**DATA SHOWN:**
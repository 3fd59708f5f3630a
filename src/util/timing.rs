//! Debounce and throttle primitives. Both take the current instant as an
//! argument instead of reading a clock, so callers and tests control time.

use std::collections::HashMap;
use std::hash::Hash;
use std::time::{Duration, Instant};

/// Coalesces bursts of values per key; a value becomes due once its key has
/// been quiet for `delay`. A newer value for the same key supersedes the
/// pending one and restarts the wait.
#[derive(Debug)]
pub struct Debouncer<K, V> {
    delay: Duration,
    pending: HashMap<K, (Instant, V)>,
}

impl<K: Eq + Hash + Clone, V> Debouncer<K, V> {
    pub fn new(delay: Duration) -> Self {
        Debouncer {
            delay,
            pending: HashMap::new(),
        }
    }

    /// Replace the pending value for `key`
    pub fn push(&mut self, key: K, value: V, now: Instant) {
        self.pending.insert(key, (now + self.delay, value));
    }

    /// Combine a new arrival with the pending value (if any) and restart the wait
    pub fn upsert(&mut self, key: K, now: Instant, f: impl FnOnce(Option<V>) -> V) {
        let prior = self.pending.remove(&key).map(|(_, v)| v);
        self.pending.insert(key, (now + self.delay, f(prior)));
    }

    /// Take every value whose quiet period has elapsed
    pub fn drain_due(&mut self, now: Instant) -> Vec<(K, V)> {
        let due: Vec<K> = self
            .pending
            .iter()
            .filter(|(_, (deadline, _))| *deadline <= now)
            .map(|(k, _)| k.clone())
            .collect();
        due.into_iter()
            .filter_map(|k| self.pending.remove(&k).map(|(_, v)| (k, v)))
            .collect()
    }

    /// Take one key's value immediately, whether due or not
    pub fn flush(&mut self, key: &K) -> Option<V> {
        self.pending.remove(key).map(|(_, v)| v)
    }

    /// Take everything immediately
    pub fn flush_all(&mut self) -> Vec<(K, V)> {
        self.pending.drain().map(|(k, (_, v))| (k, v)).collect()
    }

    /// Drop one key's pending value without delivering it
    pub fn cancel(&mut self, key: &K) -> bool {
        self.pending.remove(key).is_some()
    }

    /// Move a pending value to a new key, keeping its deadline
    pub fn rekey(&mut self, from: &K, to: K) {
        if let Some(entry) = self.pending.remove(from) {
            self.pending.insert(to, entry);
        }
    }

    pub fn is_pending(&self, key: &K) -> bool {
        self.pending.contains_key(key)
    }

    pub fn len(&self) -> usize {
        self.pending.len()
    }

    pub fn is_empty(&self) -> bool {
        self.pending.is_empty()
    }

    /// Earliest deadline among pending values
    pub fn next_deadline(&self) -> Option<Instant> {
        self.pending.values().map(|(d, _)| *d).min()
    }
}

/// Lets an action through at most once per `interval`.
#[derive(Debug)]
pub struct Throttle {
    interval: Duration,
    last: Option<Instant>,
}

impl Throttle {
    pub fn new(interval: Duration) -> Self {
        Throttle {
            interval,
            last: None,
        }
    }

    /// True if the action may run now; records the run when it may
    pub fn ready(&mut self, now: Instant) -> bool {
        match self.last {
            Some(last) if now.saturating_duration_since(last) < self.interval => false,
            _ => {
                self.last = Some(now);
                true
            }
        }
    }

    pub fn reset(&mut self) {
        self.last = None;
    }
}
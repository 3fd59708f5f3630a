use std::fmt;
use std::str::FromStr;

use super::id::{SpaceId, TaskId};

/// Where to place an item in an ordered list
#[derive(Debug, Clone, PartialEq, Eq)]
pub enum Position {
    /// Prepend
    Start,
    /// Insert immediately after this id; append if it is not in the list
    After(TaskId),
    /// Append
    End,
}

impl fmt::Display for Position {
    fn fmt(&self, f: &mut fmt::Formatter<'_>) -> fmt::Result {
        match self {
            Position::Start => write!(f, "start"),
            Position::After(id) => write!(f, "after:{}", id),
            Position::End => write!(f, "end"),
        }
    }
}

/// An ordered list owner: a space's root list or a parent's subtask list
#[derive(Debug, Clone, PartialEq, Eq, Hash)]
pub enum OrderContext {
    Space(SpaceId),
    Parent(TaskId),
}

impl fmt::Display for OrderContext {
    fn fmt(&self, f: &mut fmt::Formatter<'_>) -> fmt::Result {
        match self {
            OrderContext::Space(id) => write!(f, "space:{}", id),
            OrderContext::Parent(id) => write!(f, "task:{}", id),
        }
    }
}

#[derive(Debug, Clone, PartialEq, Eq, thiserror::Error)]
#[error("invalid position '{0}': expected start, end or after:<id>")]
pub struct ParsePositionError(String);

impl FromStr for Position {
    type Err = ParsePositionError;

    fn from_str(s: &str) -> Result<Self, Self::Err> {
        match s {
            "start" | "top" => Ok(Position::Start),
            "end" | "bottom" => Ok(Position::End),
            _ => match s.strip_prefix("after:") {
                Some(id) if !id.is_empty() => Ok(Position::After(TaskId::from(id))),
                _ => Err(ParsePositionError(s.to_string())),
            },
        }
    }
}
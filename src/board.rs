//! The presentation-facing facade.
//!
//! `Board` owns the store, the mutation pipeline, and a handle to the
//! persistence backend. Mutating entry points apply locally and return an
//! [`Outcome`]; a sent outcome carries an owned future that does not borrow
//! the board, so the caller may keep interacting while it is in flight and
//! hand the result back through [`Board::settle`]. [`Board::run`] does both
//! steps for callers that simply wait.

use std::collections::HashSet;
use std::sync::Arc;
use std::time::{Duration, Instant};

use chrono::{DateTime, Utc};
use tracing::{debug, info, warn};

use crate::error::{OpError, ValidationError};
use crate::model::{
    BoardConfig, OrderContext, Position, Space, SpaceId, SpacePatch, TaskId, TaskPatch,
    TeardownPolicy,
};
use crate::ops::{archive, order, view, zindex};
use crate::persist::{self, Persistence, PersistenceError, Request, Response, ResponseFuture};
use crate::pipeline::{Command, Confirmation, Pipeline, Ticket};
use crate::store::Store;
use crate::util::timing::Debouncer;

#[derive(Debug, thiserror::Error)]
pub enum BoardError {
    #[error(transparent)]
    Validation(#[from] ValidationError),
    #[error(transparent)]
    Persistence(#[from] PersistenceError),
}

/// A request on its way to the backend
pub struct InFlight {
    pub ticket: Ticket,
    /// Temp id of the task a create request introduced
    pub created: Option<TaskId>,
    pub future: ResponseFuture,
}

impl std::fmt::Debug for InFlight {
    fn fmt(&self, f: &mut std::fmt::Formatter<'_>) -> std::fmt::Result {
        f.debug_struct("InFlight")
            .field("ticket", &self.ticket)
            .field("created", &self.created)
            .finish_non_exhaustive()
    }
}

/// What a mutating entry point did
#[derive(Debug)]
pub enum Outcome {
    /// Applied locally and sent
    Sent(InFlight),
    /// Applied locally, nothing to persist
    Local,
    /// Named an id that is gone; nothing happened
    Ignored,
}

impl Outcome {
    pub fn is_ignored(&self) -> bool {
        matches!(self, Outcome::Ignored)
    }

    pub fn created(&self) -> Option<&TaskId> {
        match self {
            Outcome::Sent(in_flight) => in_flight.created.as_ref(),
            _ => None,
        }
    }
}

/// A debounced field edit already visible in the store
#[derive(Debug, Clone)]
struct PendingEdit {
    patch: TaskPatch,
    /// Values the edit replaced, captured on the first keystroke
    original: TaskPatch,
    original_updated_at: DateTime<Utc>,
}

pub struct Board {
    store: Store,
    pipeline: Pipeline,
    backend: Arc<dyn Persistence>,
    config: BoardConfig,
    /// Spaces whose local copy must be reloaded before it is trusted again
    stale: HashSet<SpaceId>,
    edits: Debouncer<TaskId, PendingEdit>,
}
//! Flat, id-keyed entity store. The single source of truth for tasks and
//! spaces; every relationship is an id reference into these maps.

use indexmap::IndexMap;

use crate::model::{OrderContext, Space, SpaceId, Task, TaskId};

#[derive(Debug, Clone, Default, PartialEq)]
pub struct Store {
    tasks: IndexMap<TaskId, Task>,
    spaces: IndexMap<SpaceId, Space>,
}

impl Store {
    pub fn new() -> Self {
        Store::default()
    }

    // ---------------------------------------------------------------------
    // Tasks
    // ---------------------------------------------------------------------

    pub fn task(&self, id: &TaskId) -> Option<&Task> {
        self.tasks.get(id)
    }

    pub fn task_mut(&mut self, id: &TaskId) -> Option<&mut Task> {
        self.tasks.get_mut(id)
    }

    pub fn contains_task(&self, id: &TaskId) -> bool {
        self.tasks.contains_key(id)
    }

    pub fn tasks(&self) -> impl Iterator<Item = &Task> {
        self.tasks.values()
    }

    pub fn task_count(&self) -> usize {
        self.tasks.len()
    }

    /// All tasks (any depth, archived or not) belonging to a space
    pub fn tasks_in_space<'a>(&'a self, space_id: &SpaceId) -> impl Iterator<Item = &'a Task> + 'a {
        let space_id = space_id.clone();
        self.tasks.values().filter(move |t| t.space_id == space_id)
    }

    /// Number of non-archived tasks in a space, the quantity the per-space cap limits
    pub fn active_task_count(&self, space_id: &SpaceId) -> usize {
        self.tasks_in_space(space_id)
            .filter(|t| !t.is_archived)
            .count()
    }

    /// Insert (or replace) a task. Returns its index in the arena.
    pub fn insert_task(&mut self, task: Task) -> usize {
        let (index, _) = self.tasks.insert_full(task.id.clone(), task);
        index
    }

    /// Remove a task, returning its arena index so it can be restored in place
    pub fn remove_task(&mut self, id: &TaskId) -> Option<(usize, Task)> {
        let (index, _, task) = self.tasks.shift_remove_full(id)?;
        Some((index, task))
    }

    /// Put a previously removed task back at its original arena index
    pub fn restore_task(&mut self, index: usize, task: Task) {
        let index = index.min(self.tasks.len());
        self.tasks.shift_insert(index, task.id.clone(), task);
    }

    // ---------------------------------------------------------------------
    // Spaces
    // ---------------------------------------------------------------------

    pub fn space(&self, id: &SpaceId) -> Option<&Space> {
        self.spaces.get(id)
    }

    pub fn space_mut(&mut self, id: &SpaceId) -> Option<&mut Space> {
        self.spaces.get_mut(id)
    }

    pub fn spaces(&self) -> impl Iterator<Item = &Space> {
        self.spaces.values()
    }

    pub fn insert_space(&mut self, space: Space) -> usize {
        let (index, _) = self.spaces.insert_full(space.id.clone(), space);
        index
    }

    pub fn remove_space(&mut self, id: &SpaceId) -> Option<(usize, Space)> {
        let (index, _, space) = self.spaces.shift_remove_full(id)?;
        Some((index, space))
    }

    pub fn restore_space(&mut self, index: usize, space: Space) {
        let index = index.min(self.spaces.len());
        self.spaces.shift_insert(index, space.id.clone(), space);
    }

    /// Replace every task of a space with a freshly fetched set
    pub fn replace_space_tasks(&mut self, space_id: &SpaceId, tasks: Vec<Task>) {
        self.tasks.retain(|_, t| &t.space_id != space_id);
        for task in tasks {
            self.insert_task(task);
        }
    }

    // ---------------------------------------------------------------------
    // Order contexts
    // ---------------------------------------------------------------------

    /// The ordered id list owned by a context
    pub fn context_list(&self, ctx: &OrderContext) -> Option<&Vec<TaskId>> {
        match ctx {
            OrderContext::Space(id) => self.spaces.get(id).map(|s| &s.task_order),
            OrderContext::Parent(id) => self.tasks.get(id).map(|t| &t.subtasks),
        }
    }

    pub fn context_list_mut(&mut self, ctx: &OrderContext) -> Option<&mut Vec<TaskId>> {
        match ctx {
            OrderContext::Space(id) => self.spaces.get_mut(id).map(|s| &mut s.task_order),
            OrderContext::Parent(id) => self.tasks.get_mut(id).map(|t| &mut t.subtasks),
        }
    }

    /// The context a task is listed in: its parent, or its space when root.
    pub fn context_of(&self, id: &TaskId) -> Option<OrderContext> {
        let task = self.tasks.get(id)?;
        Some(match &task.parent_task_id {
            Some(parent) => OrderContext::Parent(parent.clone()),
            None => OrderContext::Space(task.space_id.clone()),
        })
    }

    /// The space that owns a context
    pub fn space_of_context(&self, ctx: &OrderContext) -> Option<SpaceId> {
        match ctx {
            OrderContext::Space(id) => self.spaces.contains_key(id).then(|| id.clone()),
            OrderContext::Parent(id) => self.tasks.get(id).map(|t| t.space_id.clone()),
        }
    }

    // ---------------------------------------------------------------------
    // Id reconciliation
    // ---------------------------------------------------------------------

    /// Rewrite every occurrence of `from` to `to`: the arena key, the task's
    /// own id, every parent/ancestor/subtask reference and every space order.
    /// Returns false if `from` is not a stored task.
    pub fn rekey_task(&mut self, from: &TaskId, to: &TaskId) -> bool {
        let Some((index, mut task)) = self.remove_task(from) else {
            return false;
        };
        task.id = to.clone();
        self.restore_task(index, task);

        let swap = |id: &mut TaskId| {
            if id == from {
                *id = to.clone();
            }
        };
        for task in self.tasks.values_mut() {
            if let Some(parent) = task.parent_task_id.as_mut() {
                swap(parent);
            }
            task.ancestors.iter_mut().for_each(swap);
            task.subtasks.iter_mut().for_each(swap);
        }
        for space in self.spaces.values_mut() {
            space.task_order.iter_mut().for_each(swap);
        }
        true
    }

    /// True if `id` is stored or referenced anywhere in the store
    pub fn references(&self, id: &TaskId) -> bool {
        self.tasks.contains_key(id)
            || self.tasks.values().any(|t| {
                t.parent_task_id.as_ref() == Some(id)
                    || t.ancestors.contains(id)
                    || t.subtasks.contains(id)
            })
            || self.spaces.values().any(|s| s.task_order.contains(id))
    }
}
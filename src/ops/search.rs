use std::ops::Range;

use regex::Regex;
use serde::Serialize;

use crate::model::{SpaceId, Task};
use crate::store::Store;

/// Which field of a task matched
#[derive(Debug, Clone, Copy, PartialEq, Eq, Serialize)]
#[serde(rename_all = "snake_case")]
pub enum MatchField {
    Id,
    Name,
    Description,
    Emoji,
}

/// A search hit for a task field
#[derive(Debug, Clone, Serialize)]
pub struct SearchHit {
    pub space_id: String,
    pub task_id: String,
    pub field: MatchField,
    pub spans: Vec<Range<usize>>,
}

/// Collect all non-overlapping match byte-ranges for a regex in the given text.
fn find_matches(re: &Regex, text: &str) -> Vec<Range<usize>> {
    re.find_iter(text).map(|m| m.start()..m.end()).collect()
}

/// Search tasks across the store.
///
/// If `space_filter` is `Some`, only that space is searched. Archived tasks
/// are skipped unless `include_archived` is set.
pub fn search_tasks(
    store: &Store,
    re: &Regex,
    space_filter: Option<&SpaceId>,
    include_archived: bool,
) -> Vec<SearchHit> {
    let mut hits = Vec::new();
    for space in store.spaces() {
        if space_filter.is_some_and(|f| *f != space.id) {
            continue;
        }
        for task in store.tasks_in_space(&space.id) {
            if task.is_archived && !include_archived {
                continue;
            }
            search_task(re, task, &mut hits);
        }
    }
    hits
}

fn search_task(re: &Regex, task: &Task, hits: &mut Vec<SearchHit>) {
    let mut push = |field, text: &str| {
        let spans = find_matches(re, text);
        if !spans.is_empty() {
            hits.push(SearchHit {
                space_id: task.space_id.to_string(),
                task_id: task.id.to_string(),
                field,
                spans,
            });
        }
    };

    // Temp ids are client bookkeeping, not something a user searches for
    if !task.id.is_temp() {
        push(MatchField::Id, task.id.as_str());
    }
    push(MatchField::Name, &task.name);
    push(MatchField::Description, &task.description);
    if let Some(emoji) = &task.emoji {
        push(MatchField::Emoji, emoji);
    }
}

#[cfg(test)]
mod tests {
    use super::*;
    use crate::model::Space;
    use chrono::Utc;
    use pretty_assertions::assert_eq;

    fn sample_store() -> Store {
        let mut store = Store::new();
        store.insert_space(Space::new("work".into(), "Work"));
        store.insert_space(Space::new("home".into(), "Home"));

        let mut t = Task::new("w1".into(), "work".into(), "Add handler syntax", Utc::now());
        t.description = "Parser needs a handler keyword.".into();
        store.insert_task(t);
        store.insert_task(Task::new("w2".into(), "work".into(), "Write docs", Utc::now()));
        let mut archived = Task::new("w3".into(), "work".into(), "Old handler", Utc::now());
        archived.is_archived = true;
        store.insert_task(archived);
        store.insert_task(Task::new("h1".into(), "home".into(), "Add shelf", Utc::now()));
        store
    }

    #[test]
    fn test_search_name_match() {
        let store = sample_store();
        let re = Regex::new("handler").unwrap();
        let hits = search_tasks(&store, &re, None, false);
        let names: Vec<_> = hits.iter().filter(|h| h.field == MatchField::Name).collect();
        assert_eq!(names.len(), 1);
        assert_eq!(names[0].task_id, "w1");
        assert_eq!(names[0].spans, vec![4..11]); // "Add [handler] syntax"
    }

    #[test]
    fn test_search_description() {
        let store = sample_store();
        let re = Regex::new("keyword").unwrap();
        let hits = search_tasks(&store, &re, None, false);
        assert_eq!(hits.len(), 1);
        assert_eq!(hits[0].field, MatchField::Description);
    }

    #[test]
    fn test_search_across_spaces_and_filter() {
        let store = sample_store();
        let re = Regex::new("(?i)^add").unwrap();
        assert_eq!(search_tasks(&store, &re, None, false).len(), 2);

        let home = SpaceId::from("home");
        let hits = search_tasks(&store, &re, Some(&home), false);
        assert_eq!(hits.len(), 1);
        assert_eq!(hits[0].space_id, "home");
    }

    #[test]
    fn test_search_archived_opt_in() {
        let store = sample_store();
        let re = Regex::new("Old").unwrap();
        assert!(search_tasks(&store, &re, None, false).is_empty());
        assert_eq!(search_tasks(&store, &re, None, true).len(), 1);
    }

    #[test]
    fn test_search_skips_temp_ids() {
        let mut store = sample_store();
        store.insert_task(Task::new("tmp-1".into(), "home".into(), "pending", Utc::now()));
        let re = Regex::new("tmp").unwrap();
        assert!(search_tasks(&store, &re, None, false).is_empty());
    }
}
pub mod timing;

**REQUIREMENT:**
Among the lines of the data, which ones contain the word "locally"? Show them.

**EXERCISE ANSWER:**
//! persistence backend. Mutating entry points apply locally and return an
    /// Applied locally and sent
    /// Applied locally, nothing to persist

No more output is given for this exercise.